We maintain our SELL recommendation for Petronas Gas (PGas) with an unchanged sum-of-parts-based (SOP) fair value of RM16.80/share, which implies an FY18F PE of 18x, a 20% discount to the 2-year average of 23x.
PGas held a teleconference post-1QFY18 results today helmed by MD/CEO Kamal Bahrin Ahmad and CFO Shariza Sharis Mohd Yusof. The key points of the briefing are:
Management did not provide guidance on whether the strong increase in the regasification EBIT, which surged 2.2x, could be sustained in 3QFY18 and onwards with the completion of the second Pengerang LNG regasification terminal’s (RGT) storage tank on 9 April this year. This stems for an expected increase in depreciation, interest charges and capitalised costs.

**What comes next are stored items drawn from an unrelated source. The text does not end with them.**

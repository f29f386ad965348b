use crate::api::pagination::{deserialize_optional_u64, list_links};
use crate::api::{
    error_response, json_rejection_response, no_content_response, service_error_response,
    success_response, ApiError, Link, ListData,
};
use crate::logging::TraceId;
use crate::middleware::TenantId;
use crate::service::PageRequest;
use crate::state::AppState;
use axum::extract::rejection::JsonRejection;
use axum::extract::{Extension, OriginalUri, Path, State};
use axum::http::StatusCode;
use axum::response::IntoResponse;
use axum::Json;
use axum_extra::extract::{Query, QueryRejection};
use chrono::{DateTime, Utc};
use serde::{Deserialize, Serialize};
use utoipa::{IntoParams, ToSchema};
use utoipa_axum::{router::OpenApiRouter, routes};
use vigil_common::types::{
    CreateAlarmDefinitionRequest, PatchAlarmDefinitionRequest, Severity,
    UpdateAlarmDefinitionRequest,
};
use vigil_storage::AlarmDefinitionRow;

const COLLECTION: &str = "/v2.0/alarm-definitions";

/// 告警定义
#[derive(Debug, Serialize, ToSchema)]
pub struct AlarmDefinitionResponse {
    pub id: String,
    pub name: String,
    pub description: String,
    /// 阈值表达式
    pub expression: String,
    /// 子告警分组维度
    pub match_by: Vec<String>,
    pub severity: Severity,
    pub actions_enabled: bool,
    pub alarm_actions: Vec<String>,
    pub ok_actions: Vec<String>,
    pub undetermined_actions: Vec<String>,
    pub created_at: DateTime<Utc>,
    pub updated_at: DateTime<Utc>,
    pub links: Vec<Link>,
}

impl From<AlarmDefinitionRow> for AlarmDefinitionResponse {
    fn from(row: AlarmDefinitionRow) -> Self {
        let links = vec![Link::self_link(format!("{COLLECTION}/{}", row.id))];
        Self {
            id: row.id,
            name: row.name,
            description: row.description,
            expression: row.expression,
            match_by: row.match_by,
            severity: row.severity,
            actions_enabled: row.actions_enabled,
            alarm_actions: row.alarm_actions,
            ok_actions: row.ok_actions,
            undetermined_actions: row.undetermined_actions,
            created_at: row.created_at,
            updated_at: row.updated_at,
            links,
        }
    }
}

/// 告警定义列表过滤参数
#[derive(Debug, Default, Deserialize, IntoParams)]
#[into_params(parameter_in = Query)]
pub struct AlarmDefinitionListParams {
    /// 名称精确匹配
    #[param(required = false)]
    pub name: Option<String>,
    /// 维度过滤，格式 `key:value[,key:value...]`，可重复传入
    #[param(required = false)]
    #[serde(default)]
    pub dimensions: Vec<String>,
    /// 上一页最后一条记录的 ID
    #[param(required = false)]
    pub offset: Option<String>,
    /// 每页条数（默认 20，最大 1000）
    #[param(required = false)]
    #[serde(default, deserialize_with = "deserialize_optional_u64")]
    pub limit: Option<u64>,
}

impl AlarmDefinitionListParams {
    fn page_request(&self) -> PageRequest {
        PageRequest {
            offset: self.offset.clone(),
            limit: self.limit,
        }
    }
}

/// 创建告警定义。
/// 所有引用的通知方式必须属于当前租户，否则整体失败且不写入任何数据。
#[utoipa::path(
    post,
    path = "/v2.0/alarm-definitions",
    tag = "AlarmDefinitions",
    security(("tenant_header" = [])),
    request_body = CreateAlarmDefinitionRequest,
    responses(
        (status = 201, description = "告警定义已创建", body = AlarmDefinitionResponse),
        (status = 401, description = "缺少 X-Tenant-Id", body = ApiError),
        (status = 409, description = "名称已存在", body = ApiError),
        (status = 422, description = "参数校验失败或通知方式不存在", body = ApiError)
    )
)]
async fn create_alarm_definition(
    Extension(trace_id): Extension<TraceId>,
    Extension(tenant): Extension<TenantId>,
    State(state): State<AppState>,
    payload: Result<Json<CreateAlarmDefinitionRequest>, JsonRejection>,
) -> impl IntoResponse {
    let Json(req) = match payload {
        Ok(p) => p,
        Err(rejection) => return json_rejection_response(&trace_id, &rejection),
    };
    match state.alarm_definitions.create(&tenant, req).await {
        Ok(row) => success_response(
            StatusCode::CREATED,
            &trace_id,
            AlarmDefinitionResponse::from(row),
        ),
        Err(e) => service_error_response(&trace_id, e),
    }
}

/// 分页查询告警定义列表。
/// 按 ID 升序；`offset` 为上一页最后一条记录的 ID。
#[utoipa::path(
    get,
    path = "/v2.0/alarm-definitions",
    tag = "AlarmDefinitions",
    security(("tenant_header" = [])),
    params(AlarmDefinitionListParams),
    responses(
        (status = 200, description = "告警定义列表", body = ListData<AlarmDefinitionResponse>),
        (status = 401, description = "缺少 X-Tenant-Id", body = ApiError),
        (status = 422, description = "过滤或分页参数无效", body = ApiError)
    )
)]
async fn list_alarm_definitions(
    Extension(trace_id): Extension<TraceId>,
    Extension(tenant): Extension<TenantId>,
    State(state): State<AppState>,
    OriginalUri(uri): OriginalUri,
    params: Result<Query<AlarmDefinitionListParams>, QueryRejection>,
) -> impl IntoResponse {
    let Query(params) = match params {
        Ok(p) => p,
        Err(rejection) => {
            return error_response(
                StatusCode::UNPROCESSABLE_ENTITY,
                &trace_id,
                "validation_error",
                &rejection.to_string(),
            )
        }
    };
    let result = state
        .alarm_definitions
        .list(
            &tenant,
            params.name.as_deref(),
            &params.dimensions,
            &params.page_request(),
        )
        .await;
    match result {
        Ok(page) => {
            let links = list_links(uri.path(), uri.query(), &page);
            let elements: Vec<AlarmDefinitionResponse> = page
                .elements
                .into_iter()
                .map(AlarmDefinitionResponse::from)
                .collect();
            success_response(StatusCode::OK, &trace_id, ListData { elements, links })
        }
        Err(e) => service_error_response(&trace_id, e),
    }
}

/// 获取指定告警定义。
#[utoipa::path(
    get,
    path = "/v2.0/alarm-definitions/{id}",
    tag = "AlarmDefinitions",
    security(("tenant_header" = [])),
    params(("id" = String, Path, description = "告警定义 ID")),
    responses(
        (status = 200, description = "告警定义详情", body = AlarmDefinitionResponse),
        (status = 401, description = "缺少 X-Tenant-Id", body = ApiError),
        (status = 404, description = "告警定义不存在", body = ApiError)
    )
)]
async fn get_alarm_definition(
    Extension(trace_id): Extension<TraceId>,
    Extension(tenant): Extension<TenantId>,
    State(state): State<AppState>,
    Path(id): Path<String>,
) -> impl IntoResponse {
    match state.alarm_definitions.get(&tenant, &id).await {
        Ok(row) => success_response(StatusCode::OK, &trace_id, AlarmDefinitionResponse::from(row)),
        Err(e) => service_error_response(&trace_id, e),
    }
}

/// 全量更新告警定义。
/// 未提供的可选字段恢复默认值；`match_by` 不可修改。
#[utoipa::path(
    put,
    path = "/v2.0/alarm-definitions/{id}",
    tag = "AlarmDefinitions",
    security(("tenant_header" = [])),
    params(("id" = String, Path, description = "告警定义 ID")),
    request_body = UpdateAlarmDefinitionRequest,
    responses(
        (status = 200, description = "更新后的告警定义", body = AlarmDefinitionResponse),
        (status = 401, description = "缺少 X-Tenant-Id", body = ApiError),
        (status = 404, description = "告警定义不存在", body = ApiError),
        (status = 409, description = "名称已存在", body = ApiError),
        (status = 422, description = "参数校验失败、match_by 变更或通知方式不存在", body = ApiError)
    )
)]
async fn update_alarm_definition(
    Extension(trace_id): Extension<TraceId>,
    Extension(tenant): Extension<TenantId>,
    State(state): State<AppState>,
    Path(id): Path<String>,
    payload: Result<Json<UpdateAlarmDefinitionRequest>, JsonRejection>,
) -> impl IntoResponse {
    let Json(req) = match payload {
        Ok(p) => p,
        Err(rejection) => return json_rejection_response(&trace_id, &rejection),
    };
    match state.alarm_definitions.update(&tenant, &id, req).await {
        Ok(row) => success_response(StatusCode::OK, &trace_id, AlarmDefinitionResponse::from(row)),
        Err(e) => service_error_response(&trace_id, e),
    }
}

/// 部分更新告警定义，仅修改请求中提供的字段。
#[utoipa::path(
    patch,
    path = "/v2.0/alarm-definitions/{id}",
    tag = "AlarmDefinitions",
    security(("tenant_header" = [])),
    params(("id" = String, Path, description = "告警定义 ID")),
    request_body = PatchAlarmDefinitionRequest,
    responses(
        (status = 200, description = "更新后的告警定义", body = AlarmDefinitionResponse),
        (status = 401, description = "缺少 X-Tenant-Id", body = ApiError),
        (status = 404, description = "告警定义不存在", body = ApiError),
        (status = 409, description = "名称已存在", body = ApiError),
        (status = 422, description = "参数校验失败、match_by 变更或通知方式不存在", body = ApiError)
    )
)]
async fn patch_alarm_definition(
    Extension(trace_id): Extension<TraceId>,
    Extension(tenant): Extension<TenantId>,
    State(state): State<AppState>,
    Path(id): Path<String>,
    payload: Result<Json<PatchAlarmDefinitionRequest>, JsonRejection>,
) -> impl IntoResponse {
    let Json(req) = match payload {
        Ok(p) => p,
        Err(rejection) => return json_rejection_response(&trace_id, &rejection),
    };
    match state.alarm_definitions.patch(&tenant, &id, req).await {
        Ok(row) => success_response(StatusCode::OK, &trace_id, AlarmDefinitionResponse::from(row)),
        Err(e) => service_error_response(&trace_id, e),
    }
}

/// 删除告警定义及其全部通知动作关联。
#[utoipa::path(
    delete,
    path = "/v2.0/alarm-definitions/{id}",
    tag = "AlarmDefinitions",
    security(("tenant_header" = [])),
    params(("id" = String, Path, description = "告警定义 ID")),
    responses(
        (status = 204, description = "已删除"),
        (status = 401, description = "缺少 X-Tenant-Id", body = ApiError),
        (status = 404, description = "告警定义不存在", body = ApiError)
    )
)]
async fn delete_alarm_definition(
    Extension(trace_id): Extension<TraceId>,
    Extension(tenant): Extension<TenantId>,
    State(state): State<AppState>,
    Path(id): Path<String>,
) -> impl IntoResponse {
    match state.alarm_definitions.delete(&tenant, &id).await {
        Ok(()) => {
            tracing::info!(
                trace_id = %trace_id.0,
                tenant = %tenant.0,
                id = %id,
                "Alarm definition deleted"
            );
            no_content_response()
        }
        Err(e) => service_error_response(&trace_id, e),
    }
}

pub fn alarm_definition_routes() -> OpenApiRouter<AppState> {
    OpenApiRouter::new()
        .routes(routes!(create_alarm_definition, list_alarm_definitions))
        .routes(routes!(
            get_alarm_definition,
            update_alarm_definition,
            patch_alarm_definition,
            delete_alarm_definition
        ))
}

As such, we maintain our assumptions for the group’s 65%- owned Pengerang RGT, as the guidance for 8%-10% of group earnings remains intact. Based on the 1QFY18 regasification EBIT increase of RM96mil vs. 1QFY17, we estimate that the Pengerang RGT already accounted for 17% of FY17 EBIT, which effectively dropped to 11% post-minority interest charge.
Recall that as the capacity of the project is fully contracted to its main shareholder Petronas, PGas has already started accounting for the full revenue recognition from the 2 tanks starting from 1 November 2017 even though the full project completion has yet to be achieved.
As the newly elected government has maintained petrol prices for the past weeks despite the increase in global crude oil prices, management was unable to confirm if the Energy Commission’s (EC) framework for the third-party access mechanism has changed.
Under the Gas Supply Act (GSA) 2016, the new transportation tariff is expected to be effective by January 2019, which we opine will proceed as envisaged given that consumers will benefit from a potentially lower Incentive-Based Regulationdriven (IBR) price based on reduced rate of return of regulated asset base, from an earlier 9% to Tenaga’s 7.3%, as guided by the EC.
The EC is still discussing transportation tariff guidelines with PGas, which was earlier expected to be released by March this year. This would have provided details on the computation of the asset base and required rates of return under the third-party access arrangement.
PGas is still scheduled to submit the proposed tariff based on those guidelines in 2Q2018, engage in negotiations throughout 3Q2018 and await the finalisation of the structure by 4Q2018. Pending the regulator’s announcement, management is working to mitigate the potentially value-eroding impact.
The stock currently trades at an FY18F PE of 19x, 17% below its 2-year average while dividend yield is fair at 4%. However, these valuations are unjustified given that its recurring income and margins could erode over the longer term due to the EC’s plan to implement IBR policies on the group’s gas transportation tariffs.